Stored data entries
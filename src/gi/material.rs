use nalgebra::Vector3;

/// Per-object surface description handed over by the geometry source.
/// The voxelizer and the shading pass read it, nothing here writes it.
#[derive(Clone, Copy, Debug, PartialEq)]
pub struct MaterialSample {
    pub ambient: Vector3<f32>,
    pub diffuse: Vector3<f32>,
    pub specular: Vector3<f32>,
    pub specular_exponent: f32,
    // opacity used when a dissolve map is present
    pub dissolve: f32,
    pub has_diffuse_map: bool,
    pub has_bump_map: bool,
    pub has_specular_map: bool,
    pub has_dissolve_map: bool,
}

impl Default for MaterialSample {
    fn default() -> MaterialSample {
        MaterialSample {
            ambient: Vector3::zeros(),
            diffuse: Vector3::new(0.8, 0.8, 0.8),
            specular: Vector3::zeros(),
            specular_exponent: 16.0,
            dissolve: 1.0,
            has_diffuse_map: false,
            has_bump_map: false,
            has_specular_map: false,
            has_dissolve_map: false,
        }
    }
}

impl MaterialSample {
    pub fn diffuse(color: [f32; 3]) -> MaterialSample {
        MaterialSample {
            diffuse: color.into(),
            ..Default::default()
        }
    }

    /// A surface that shows up in the voxel volume even without light.
    pub fn emissive(color: [f32; 3]) -> MaterialSample {
        MaterialSample {
            ambient: color.into(),
            diffuse: Vector3::zeros(),
            ..Default::default()
        }
    }

    pub fn opacity(&self) -> f32 {
        if self.has_dissolve_map {
            self.dissolve.clamp(0.0, 1.0)
        } else {
            1.0
        }
    }

    /// Radiance written into the voxel grid, premultiplied by opacity.
    /// `lambert` is the clamped cosine toward the light, 1 when no light is known.
    pub fn voxel_radiance(&self, lambert: f32) -> [f32; 4] {
        let alpha = self.opacity();
        let color = self.ambient + self.diffuse * lambert.clamp(0.0, 1.0);
        [
            color.x.clamp(0.0, 1.0) * alpha,
            color.y.clamp(0.0, 1.0) * alpha,
            color.z.clamp(0.0, 1.0) * alpha,
            alpha,
        ]
    }
}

TASK TO CARRY OUT
Lines containing the word "light": how many are there in the data above? Reply with only that number.

ANSWER AREA
2